I See the Sun in Myanmar (Burma) was first written in English, then translated into Burmese by PawSHtoo B. Jindakajornsri, who works at the Translation Center at the University of Massachusetts. The book is richly illustrated with collages made from original photographs and colorful drawings. It also includes an overview of the Myanmar, a glossary of unfamiliar words, and a map that highlights where Myanmar is on the globe.
"The concept of metta, regardless of religious affiliations or backgrounds," said Terry Hong of the Smithsonian Asian Pacific American Center, "is an idea we can all heed. Just as Aye Aye repeats the words throughout her day, we might learn to do the same. No harm, only hope – and loving-kindness, too..."
May we be safe.
About the author: Dedie King was a Peace Corps volunteer in Nepal in the mid sixties. She taught school in Katmandu and in Bandipur. She returns periodically to visit friends in Bandipur. Presently Dedie practices Taoist acupuncture in Massachusetts.

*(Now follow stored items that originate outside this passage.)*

//! Segmentation driver
//!
//! Walks a take note by note: trigger, onset, noise floor, end, pitch. Each
//! note moves the scanner through `ScanPhase`, and the adaptive noise level
//! and counters live in an explicit `SegmentationState` owned by one take.

use crate::audio::SampleSource;
use crate::config::{seconds_to_samples, Config, OnsetRule};
use crate::detect::{
    estimate_pitch, find_end, find_nth_zero_crossing, find_onset, find_trigger, measure_noise,
    noise_probe, NoteEnd, PitchEstimate,
};
use crate::error::Result as SplitResult;
use crate::sink::SegmentSink;
use serde::{Deserialize, Serialize};

/// One detected note, ready for the sink
#[derive(Debug, Clone, PartialEq, Serialize, Deserialize)]
pub struct NoteSegment {
    /// 1-based position among the emitted notes of the take
    pub index: usize,
    pub trigger: usize,
    /// Refined acoustic onset
    pub onset: usize,
    /// First frame written (onset minus lead time)
    pub start: usize,
    /// Acoustic end
    pub end: usize,
    /// Last frame written
    pub limit: usize,
    /// 0.0 when undetermined
    pub frequency_hz: f32,
    pub confident: bool,
    pub peak_db: f32,
    pub noise_db: f32,
    /// The take ended before the note decayed
    pub truncated: bool,
}

impl NoteSegment {
    pub fn pitch(&self) -> PitchEstimate {
        PitchEstimate {
            frequency_hz: self.frequency_hz,
            confident: self.confident,
        }
    }

    pub fn signal_to_noise_db(&self) -> f32 {
        self.peak_db - self.noise_db
    }

    /// Frames written to the sample file
    pub fn sample_frames(&self) -> usize {
        self.limit.saturating_sub(self.start) + 1
    }

    /// Onset to acoustic end, in frames
    pub fn note_frames(&self) -> usize {
        self.end.saturating_sub(self.onset)
    }
}

/// Where the scanner is within the current note
#[derive(Debug, Clone, PartialEq)]
pub enum ScanPhase {
    Scanning,
    Triggered {
        trigger: usize,
    },
    NoiseMeasured {
        trigger: usize,
        onset: usize,
        noise_db: f32,
    },
    Ended {
        trigger: usize,
        onset: usize,
        noise_db: f32,
        end: NoteEnd,
    },
    Emitted,
    Done,
}

/// Mutable per-take state. Create a fresh one for every take.
#[derive(Debug, Clone)]
pub struct SegmentationState {
    pub phase: ScanPhase,
    /// Next trigger search starts here
    pub position: usize,
    /// Acoustic end of the previous note; floor for the next onset search
    pub previous_end: usize,
    /// Last measured noise level (or the configured default)
    pub noise_default_db: f32,
    /// Noise level used for each note, in order
    pub noise_history: Vec<f32>,
    pub triggers: usize,
    pub emitted: usize,
    pub skipped: usize,
}

impl SegmentationState {
    pub fn new(config: &Config) -> Self {
        Self {
            phase: ScanPhase::Scanning,
            position: 0,
            previous_end: 0,
            noise_default_db: config.detection.default_noise_db,
            noise_history: Vec::new(),
            triggers: 0,
            emitted: 0,
            skipped: 0,
        }
    }

    pub fn is_done(&self) -> bool {
        self.phase == ScanPhase::Done
    }
}

/// Counts reported after a take has been segmented
#[derive(Debug, Clone, Default, PartialEq, Serialize, Deserialize)]
pub struct TakeSummary {
    pub triggers: usize,
    pub emitted: usize,
    pub skipped: usize,
    pub final_noise_db: f32,
}

/// Steps one take through its notes
pub struct Segmenter<'a> {
    config: &'a Config,
    state: SegmentationState,
}

impl<'a> Segmenter<'a> {
    pub fn new(config: &'a Config) -> Self {
        Self {
            config,
            state: SegmentationState::new(config),
        }
    }

    /// Resume from an existing state
    pub fn with_state(config: &'a Config, state: SegmentationState) -> Self {
        Self { config, state }
    }

    pub fn state(&self) -> &SegmentationState {
        &self.state
    }

    pub fn into_state(self) -> SegmentationState {
        self.state
    }

    pub fn summary(&self) -> TakeSummary {
        TakeSummary {
            triggers: self.state.triggers,
            emitted: self.state.emitted,
            skipped: self.state.skipped,
            final_noise_db: self.state.noise_default_db,
        }
    }

    /// Advance to the next emitted note. `Ok(None)` once the take is exhausted.
    ///
    /// An error leaves the scanner in `ScanPhase::Done`: the rest of the take
    /// is abandoned.
    pub fn next_segment<S: SampleSource + ?Sized>(
        &mut self,
        source: &mut S,
    ) -> SplitResult<Option<NoteSegment>> {
        let detection = &self.config.detection;

        loop {
            let phase = std::mem::replace(&mut self.state.phase, ScanPhase::Done);
            self.state.phase = match phase {
                ScanPhase::Scanning | ScanPhase::Emitted => {
                    match find_trigger(source, self.state.position, detection.trigger_db)? {
                        Some(trigger) => {
                            self.state.triggers += 1;
                            ScanPhase::Triggered { trigger }
                        }
                        None => {
                            log::debug!("no trigger after {}, take complete", self.state.position);
                            ScanPhase::Done
                        }
                    }
                }
                ScanPhase::Triggered { trigger } => {
                    let onset = self.locate_onset(source, trigger)?;
                    let noise_db = self.noise_level(source, onset)?;
                    ScanPhase::NoiseMeasured {
                        trigger,
                        onset,
                        noise_db,
                    }
                }
                ScanPhase::NoiseMeasured {
                    trigger,
                    onset,
                    noise_db,
                } => {
                    let end = find_end(
                        source,
                        onset,
                        noise_db + detection.noise_delta_db,
                        detection.dwell_time_s,
                        detection.max_duration_s,
                        detection,
                    )?;
                    self.state.previous_end = end.end;
                    // a note cut off by the end of the take is the last one
                    self.state.position = if end.truncated {
                        source.total_frame_count()
                    } else {
                        end.end.max(trigger + 1)
                    };
                    ScanPhase::Ended {
                        trigger,
                        onset,
                        noise_db,
                        end,
                    }
                }
                ScanPhase::Ended {
                    trigger,
                    onset,
                    noise_db,
                    end,
                } => {
                    let sr = source.sample_rate();
                    let min_frames = seconds_to_samples(detection.min_duration_s, sr);
                    let note_frames = end.end.saturating_sub(onset);
                    if note_frames < min_frames {
                        self.state.skipped += 1;
                        log::warn!(
                            "skipping, too short: note at {} lasts {:.3} s (minimum {:.3} s)",
                            onset,
                            note_frames as f32 / sr as f32,
                            detection.min_duration_s
                        );
                        ScanPhase::Scanning
                    } else {
                        let segment = self.emit(source, trigger, onset, noise_db, end)?;
                        self.state.phase = ScanPhase::Emitted;
                        return Ok(Some(segment));
                    }
                }
                ScanPhase::Done => {
                    self.state.phase = ScanPhase::Done;
                    return Ok(None);
                }
            };
        }
    }

    /// Feed every note of the take to `sink`
    pub fn run<S, K>(&mut self, source: &mut S, sink: &mut K) -> SplitResult<TakeSummary>
    where
        S: SampleSource + ?Sized,
        K: SegmentSink<S> + ?Sized,
    {
        while let Some(segment) = self.next_segment(source)? {
            sink.accept(source, &segment)?;
        }
        let summary = self.summary();
        log::info!(
            "{} notes emitted, {} skipped ({} triggers)",
            summary.emitted,
            summary.skipped,
            summary.triggers
        );
        Ok(summary)
    }

    fn locate_onset<S: SampleSource + ?Sized>(
        &self,
        source: &mut S,
        trigger: usize,
    ) -> SplitResult<usize> {
        let detection = &self.config.detection;
        let window = seconds_to_samples(detection.onset_window_s, source.sample_rate());
        let floor = self.state.previous_end.max(trigger.saturating_sub(window));

        let onset = match detection.onset_rule {
            OnsetRule::Flat => find_onset(
                source,
                trigger,
                floor,
                self.state.noise_default_db,
                detection.noise_multiplier,
            )?,
            OnsetRule::ZeroCrossing => {
                find_nth_zero_crossing(source, trigger, floor, detection.lead_zero_crossings)?
            }
        };
        log::debug!("trigger {} onset {} (floor {})", trigger, onset, floor);
        Ok(onset)
    }

    fn noise_level<S: SampleSource + ?Sized>(
        &mut self,
        source: &mut S,
        onset: usize,
    ) -> SplitResult<f32> {
        let detection = &self.config.detection;
        if !detection.measure_noise {
            self.state.noise_history.push(self.state.noise_default_db);
            return Ok(self.state.noise_default_db);
        }

        let sr = source.sample_rate();
        let (probe_start, probe_len) = noise_probe(
            onset,
            seconds_to_samples(detection.noise_lookback_s, sr),
            seconds_to_samples(detection.noise_probe_s, sr),
        );

        let noise_db = match measure_noise(source, probe_start, probe_len)? {
            Some(level) => {
                self.state.noise_default_db = level;
                level
            }
            None => {
                log::warn!(
                    "can't measure noise, using {:.2} dB (probe {} frames at {})",
                    self.state.noise_default_db,
                    probe_len,
                    probe_start
                );
                self.state.noise_default_db
            }
        };
        self.state.noise_history.push(noise_db);
        Ok(noise_db)
    }

    fn emit<S: SampleSource + ?Sized>(
        &mut self,
        source: &mut S,
        trigger: usize,
        onset: usize,
        noise_db: f32,
        end: NoteEnd,
    ) -> SplitResult<NoteSegment> {
        let lead = seconds_to_samples(self.config.detection.lead_time_s, source.sample_rate());
        let start = onset.saturating_sub(lead);

        let pitch = if self.config.pitch.enabled {
            estimate_pitch(source, onset, &self.config.pitch)?
        } else {
            PitchEstimate::indeterminate()
        };

        self.state.emitted += 1;
        let segment = NoteSegment {
            index: self.state.emitted,
            trigger,
            onset,
            start,
            end: end.end,
            limit: end.limit,
            frequency_hz: pitch.frequency_hz,
            confident: pitch.confident,
            peak_db: end.peak_db,
            noise_db,
            truncated: end.truncated,
        };
        log::info!(
            "note {}: {}..{} (end {}), {:.2} Hz{}, peak {:.1} dB, noise {:.1} dB",
            segment.index,
            segment.start,
            segment.limit,
            segment.end,
            segment.frequency_hz,
            if segment.confident { "" } else { " (guess)" },
            segment.peak_db,
            segment.noise_db
        );
        Ok(segment)
    }
}

/// Segment a whole take into a vector
pub fn segment_take<S: SampleSource + ?Sized>(
    source: &mut S,
    config: &Config,
) -> SplitResult<Vec<NoteSegment>> {
    let mut segmenter = Segmenter::new(config);
    let mut segments = Vec::new();
    segmenter.run(source, &mut segments)?;
    Ok(segments)
}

About the illustrator: Judith Inglese, the illustrator, has been designing and fabricating ceramic tile murals for public environments for more than thirty years. Her commissions include libraries, schools, hospitals and municipal and institutional buildings like the National Zoo in Washington, D.C. Her murals often focus on the play and imagination of children as well as cross-cultural exchange and community. Illustrating the "I See the Sun" series has given her another medium for examining these themes and celebrating children around the world. It is her first collaboration and publication.